Screen shot courtesy of Allstate.

Screen shot courtesy of Allstate.

Allstate’s annual America’s Best Drivers Report has identified Brownsville, Texas, as the safest-driving city in the country.

Based on Allstate Insurance Co. claims data, the 12th annual report measures vehicle collision frequency in America’s 200 largest cities to determine which ones have the safest drivers. The average driver in Brownsville, Texas, experiences an auto collision every 14.6 years, which is 31.4% less often than the national average of every 10 years.

Also cracking the Top 10 list of safest-driving cities are Kansas City, Kan.; Madison, Wis.; Cape Coral, Fla.; Boise, Idaho; Huntsville, Ala.; Port Saint Lucie, Fla.; Wichita, Kan.; Olathe, Kan.; and Reno, Nev.

The bottom 10, or least safest-driving cities, are Boston; Worcester, Mass.; Baltimore; Washington, D.C.; Springfield, Mass.; Glendale, Calif.; Providence, R.I.; Los Angeles; Philadelphia; and San Francisco.

“With millions of drivers expected to hit the roads nationwide during the July 4th weekend, our report demonstrates the importance of always putting safety first,” said Glenn Shapiro, executive vice president of claims for Allstate.

National safety experts say drivers are now spending more time on the road and suffering more fatal collisions than in recent years. The U.S. Department of Transportation reports that from March 2015 to February 2016, Americans drove 3.15 trillion miles — an increase of more than 3% over the previous 12 months and the largest year-to-year increase in more than two decades.

According to the National Safety Council, more than 38,000 roadway fatalities occurred last year — the highest count since 2008. Preventable human factors — such as drunk, distracted or drowsy driving; speeding; and failure to use safety features — contribute to 94% of car crashes. 

According to the Insurance Institute for Highway Safety, intoxication is a significant factor in Fourth of July crash fatalities, with 42% between 2010 and 2014 involving at least one driver with a blood-alcohol concentration over the legal driving limit of .08.

“While July Fourth is consistently the deadliest day on the road, the toll of crash deaths goes on every day, all year long,” said Adrian Lund, president of IIHS. “If everyone buckles up, avoids distractions, obeys the speed limit and doesn’t drink and drive, we can make July Fourth and every day on the road a lot safer.”

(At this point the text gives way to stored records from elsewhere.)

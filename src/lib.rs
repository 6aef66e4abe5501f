pub mod canonical;
pub mod config;
pub mod db;
pub mod diff;
pub mod error;
pub mod handlers;
pub mod models;
pub mod proxy;
pub mod registry;
pub mod repository;
pub mod scheduler;
pub mod security;
pub mod snapshot;
pub mod upstream;

// Make test_utils available for both unit tests and integration tests
pub mod test_utils;

use std::sync::Arc;

use axum::{
    routing::{get, post},
    Json, Router,
};
use serde_json::{json, Value};
use sqlx::SqlitePool;

use crate::config::Config;
use crate::registry::RouteRegistry;
use crate::repository::{ServiceRepository, SqliteServiceRepository};
use crate::snapshot::Snapshotter;
use crate::upstream::UpstreamClient;

#[derive(Clone)]
pub struct AppState {
    pub config: Arc<Config>,
    pub repo: Arc<dyn ServiceRepository>,
    pub registry: RouteRegistry,
    pub upstream: Arc<UpstreamClient>,
    pub snapshotter: Snapshotter,
}

impl AppState {
    pub fn new(config: Arc<Config>, pool: SqlitePool) -> Self {
        let repo: Arc<dyn ServiceRepository> = Arc::new(SqliteServiceRepository::new(
            pool,
            config.polling.min_check_frequency,
        ));
        let upstream = Arc::new(UpstreamClient::default());
        let snapshotter = Snapshotter::new(upstream.clone());

        AppState {
            config,
            repo,
            registry: RouteRegistry::new(),
            upstream,
            snapshotter,
        }
    }
}

/// Assembles the full application router.
///
/// The proxy wildcard is always mounted; the admin API only when
/// `admin.disable_ui` is false.
pub fn build_router(state: AppState) -> Router {
    let mut router = Router::new()
        .route("/", get(root))
        .route("/health", get(health));

    if !state.config.admin.disable_ui {
        router = router.nest("/api/admin", handlers::admin_api::admin_router(state.clone()));
    }

    router
        .route(
            "/{service_name}/mcp",
            post(proxy::proxy_handler)
                .get(proxy::proxy_handler)
                .delete(proxy::proxy_handler),
        )
        .with_state(state)
}

async fn root() -> Json<Value> {
    Json(json!({
        "name": "MCP Guardian",
        "version": env!("CARGO_PKG_VERSION"),
        "admin_api": "/api/admin/",
    }))
}

async fn health() -> Json<Value> {
    Json(json!({"status": "healthy"}))
}
use serde::{Deserialize, Serialize};
use sqlx::FromRow;

/// Approval state of a snapshot.
///
/// `UserApproved` is only ever set by an explicit admin action,
/// `SystemApproved` only by the check scheduler when the fingerprint matches
/// the last approved one, and `Unapproved` marks drift awaiting review.
#[derive(Debug, Clone, Copy, PartialEq, Eq, Serialize, Deserialize, sqlx::Type)]
#[serde(rename_all = "snake_case")]
#[sqlx(rename_all = "snake_case")]
pub enum ApprovalStatus {
    UserApproved,
    SystemApproved,
    Unapproved,
}

impl ApprovalStatus {
    pub fn is_approved(self) -> bool {
        matches!(self, ApprovalStatus::UserApproved | ApprovalStatus::SystemApproved)
    }
}

/// A registered upstream MCP service.
#[derive(Debug, Clone, Serialize, Deserialize, FromRow)]
pub struct Service {
    pub id: i64,
    pub name: String,
    pub upstream_url: String,
    pub enabled: bool,
    pub check_frequency_minutes: i64,
    pub created_at: i64,
    pub updated_at: i64,
}

/// A stored observation of an upstream's capability surface.
#[derive(Debug, Clone, Serialize, Deserialize, FromRow)]
pub struct Snapshot {
    pub id: i64,
    pub service_id: i64,
    pub payload: String,
    pub hash: String,
    pub status: ApprovalStatus,
    pub created_at: i64,
}

#[derive(Debug, Deserialize)]
pub struct CreateServiceRequest {
    pub name: String,
    pub upstream_url: String,
    #[serde(default = "default_enabled")]
    pub enabled: bool,
    #[serde(default)]
    pub check_frequency_minutes: i64,
}

fn default_enabled() -> bool {
    true
}

/// Partial update; absent fields are left untouched.
#[derive(Debug, Default, Deserialize)]
pub struct UpdateServiceRequest {
    pub upstream_url: Option<String>,
    pub enabled: Option<bool>,
    pub check_frequency_minutes: Option<i64>,
}

/// Service row joined with the status of its most recent snapshot, as shown
/// in admin listings.
#[derive(Debug, Serialize)]
pub struct ServiceWithStatus {
    #[serde(flatten)]
    pub service: Service,
    pub latest_snapshot_status: Option<ApprovalStatus>,
    pub latest_approved_hash: Option<String>,
}

/// Snapshot without its payload, for listings.
#[derive(Debug, Serialize, FromRow)]
pub struct SnapshotSummary {
    pub id: i64,
    pub hash: String,
    pub status: ApprovalStatus,
    pub created_at: i64,
}

impl From<&Snapshot> for SnapshotSummary {
    fn from(s: &Snapshot) -> Self {
        SnapshotSummary {
            id: s.id,
            hash: s.hash.clone(),
            status: s.status,
            created_at: s.created_at,
        }
    }
}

The following are the top 10 safest driving cities, according to Allstate’s 2016 America’s Best Drivers Report:

City & Overall Ranking

Collision Likelihood Compared to National Average

Average Years Between    Collisions
(National Average: 10)

1. Brownsville, Texas

31.4% less likely


2. Kansas City, Kan.

26.3% less likely


3. Madison, Wis.

24.7% less likely


4. Cape Coral, Fla.

22.3% less likely


5. Boise, Idaho

22.1% less likely


6. Huntsville, Ala.

21.4% less likely


7. Port Saint Lucie, Fla.

20.1% less likely


8. Wichita, Kan.

19.7% less likely


9. Olathe, Kan.

19.6% less likely


10. Reno, Nev.

18.3% less likely



Click here for an interactive map showing this year’s findings and for historical collision-frequency rankings from the past 11 years.

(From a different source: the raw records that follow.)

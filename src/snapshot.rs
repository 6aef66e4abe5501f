//! Capability snapshotting.
//!
//! A snapshot is the normalized record of everything an upstream advertises:
//! the `initialize` result plus the four listing methods, exhaustively
//! paginated, with volatile fields stripped and each list sorted by its
//! stable key. The normalized payload is what gets stored (so diffs are
//! reproducible) and its RFC 8785 fingerprint is what drift detection
//! compares.
//!
//! Snapshotting is all-or-nothing: any upstream failure aborts the attempt
//! and nothing is persisted.

use std::sync::Arc;

use serde_json::{json, Value};

use crate::canonical::{fingerprint, CanonicalizeError};
use crate::upstream::{UpstreamClient, UpstreamError};

/// `serverInfo` fields that fluctuate without a semantic capability change
/// and are stripped before hashing. Extending this list changes every
/// fingerprint, so it is versioned together with the payload layout below.
const VOLATILE_SERVER_INFO_FIELDS: &[&str] = &["build", "buildTime", "uptime", "instructions"];

#[derive(Debug, thiserror::Error)]
pub enum SnapshotError {
    #[error(transparent)]
    Upstream(#[from] UpstreamError),

    #[error(transparent)]
    Canonicalize(#[from] CanonicalizeError),

    /// Two items share a sort key, e.g. an upstream exposing two tools with
    /// the same name. Such a surface cannot be deterministically ordered.
    #[error("ambiguous snapshot: duplicate {kind} key '{key}'")]
    Ambiguous { kind: &'static str, key: String },
}

#[derive(Debug, Clone)]
pub struct SnapshotOutcome {
    /// Normalized payload, stored verbatim as the snapshot row.
    pub payload: Value,
    /// Lowercase hex SHA-256 of the payload's canonical encoding.
    pub hash: String,
}

#[derive(Clone)]
pub struct Snapshotter {
    client: Arc<UpstreamClient>,
}

impl Snapshotter {
    pub fn new(client: Arc<UpstreamClient>) -> Self {
        Self { client }
    }

    /// Captures the full capability surface of an upstream.
    pub async fn snapshot(&self, upstream_url: &str) -> Result<SnapshotOutcome, SnapshotError> {
        tracing::debug!(upstream_url, "taking capability snapshot");

        let init = self.client.initialize(upstream_url).await?;

        let tools = self.client.list(upstream_url, "tools/list").await?;
        let resources = self.client.list(upstream_url, "resources/list").await?;
        let resource_templates = self
            .client
            .list(upstream_url, "resources/templates/list")
            .await?;
        let prompts = self.client.list(upstream_url, "prompts/list").await?;

        let payload = json!({
            "protocolVersion": init.protocol_version,
            "capabilities": init.capabilities,
            "serverInfo": strip_volatile_fields(init.server_info),
            "tools": sort_by_key(tools, "name", "tool")?,
            "resources": sort_by_key(resources, "uri", "resource")?,
            "resource_templates": sort_by_key(resource_templates, "uriTemplate", "resource template")?,
            "prompts": sort_by_key(prompts, "name", "prompt")?,
        });

        let hash = fingerprint(&payload)?;
        tracing::debug!(upstream_url, hash, "snapshot complete");

        Ok(SnapshotOutcome { payload, hash })
    }
}

fn strip_volatile_fields(mut server_info: Value) -> Value {
    if let Some(map) = server_info.as_object_mut() {
        for field in VOLATILE_SERVER_INFO_FIELDS {
            map.remove(*field);
        }
    }
    server_info
}

/// Sorts listed items ascending by their stable key. A missing key sorts as
/// the empty string; a duplicate key makes the surface ambiguous.
fn sort_by_key(
    items: Vec<Value>,
    key: &str,
    kind: &'static str,
) -> Result<Vec<Value>, SnapshotError> {
    let mut keyed: Vec<(String, Value)> = items
        .into_iter()
        .map(|item| {
            let sort_key = item
                .get(key)
                .and_then(Value::as_str)
                .unwrap_or_default()
                .to_string();
            (sort_key, item)
        })
        .collect();

    keyed.sort_by(|(a, _), (b, _)| a.cmp(b));

    for pair in keyed.windows(2) {
        if pair[0].0 == pair[1].0 {
            return Err(SnapshotError::Ambiguous {
                kind,
                key: pair[0].0.clone(),
            });
        }
    }

    Ok(keyed.into_iter().map(|(_, item)| item).collect())
}

#[cfg(test)]
mod tests {
    use super::*;

    #[test]
    fn volatile_server_info_fields_are_stripped() {
        let server_info = json!({
            "name": "demo",
            "version": "1.2.3",
            "build": "abc123",
            "buildTime": "2025-05-01T00:00:00Z",
            "uptime": 9999,
            "instructions": "be helpful",
        });
        let stripped = strip_volatile_fields(server_info);
        assert_eq!(stripped, json!({"name": "demo", "version": "1.2.3"}));
    }

    #[test]
    fn items_sort_ascending_by_key() {
        let items = vec![
            json!({"name": "ping"}),
            json!({"name": "echo"}),
            json!({"name": "add"}),
        ];
        let sorted = sort_by_key(items, "name", "tool").unwrap();
        let names: Vec<_> = sorted
            .iter()
            .map(|t| t["name"].as_str().unwrap())
            .collect();
        assert_eq!(names, ["add", "echo", "ping"]);
    }

    #[test]
    fn duplicate_sort_key_is_ambiguous() {
        let items = vec![json!({"name": "echo"}), json!({"name": "echo"})];
        let err = sort_by_key(items, "name", "tool").unwrap_err();
        assert!(matches!(
            err,
            SnapshotError::Ambiguous { kind: "tool", ref key } if key == "echo"
        ));
    }

    #[test]
    fn unknown_item_fields_survive_normalization() {
        let items = vec![json!({"name": "echo", "x-vendor-flag": true})];
        let sorted = sort_by_key(items, "name", "tool").unwrap();
        assert_eq!(sorted[0]["x-vendor-flag"], json!(true));
    }
}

The report defines a collision as any auto crash resulting in a property damage claim. Allstate’s auto policies represent nearly 10% of all U.S. auto policies, making this report a realistic snapshot of what’s happening on America’s roadways, the company said.

For the second straight year, the report also provides insight into braking habits in more than 100 cities across the country, using hard-braking data culled from Allstate’s Drivewise offering.

A hard-braking event is defined as slowing down eight miles per hour or more over a one-second period. Allstate found a correlation between hard braking and collision frequency. Cities with higher collision frequency also recorded more hard-braking events.

Nationally, on average, a driver will experience 19 hard-braking events for every 1,000 miles driven. The following are the cities with drivers who experience the fewest hard-braking events per 1,000 miles driven:

Drivewise Hard-Braking Events
(Cities’ drivers with the fewest events per 1,000 miles)

Madison, Wis.


Anchorage, Alaska


Honolulu, Hawaii


Des Moines, Iowa


Wichita, Kan.


Boise, Idaho


Lincoln, Neb.


Kansas City, Kan.


Chesapeake, Va.


Jackson, Miss.



Driving tips for cities with high braking activity:

  • Leave room between you and other vehicles. Hard-braking collisions can occur when drivers are following other cars too closely, causing a rear-end collision. Try to avoid rear-end collisions by leaving more space and time to react to other vehicles’ actions.
  • Minimize distractions while driving. Distracted driving is one of the main causes of collisions. Common driving distractions include eating, grooming, talking on a cell phone or texting, interacting with other passengers, adjusting navigation devices, and playing loud music.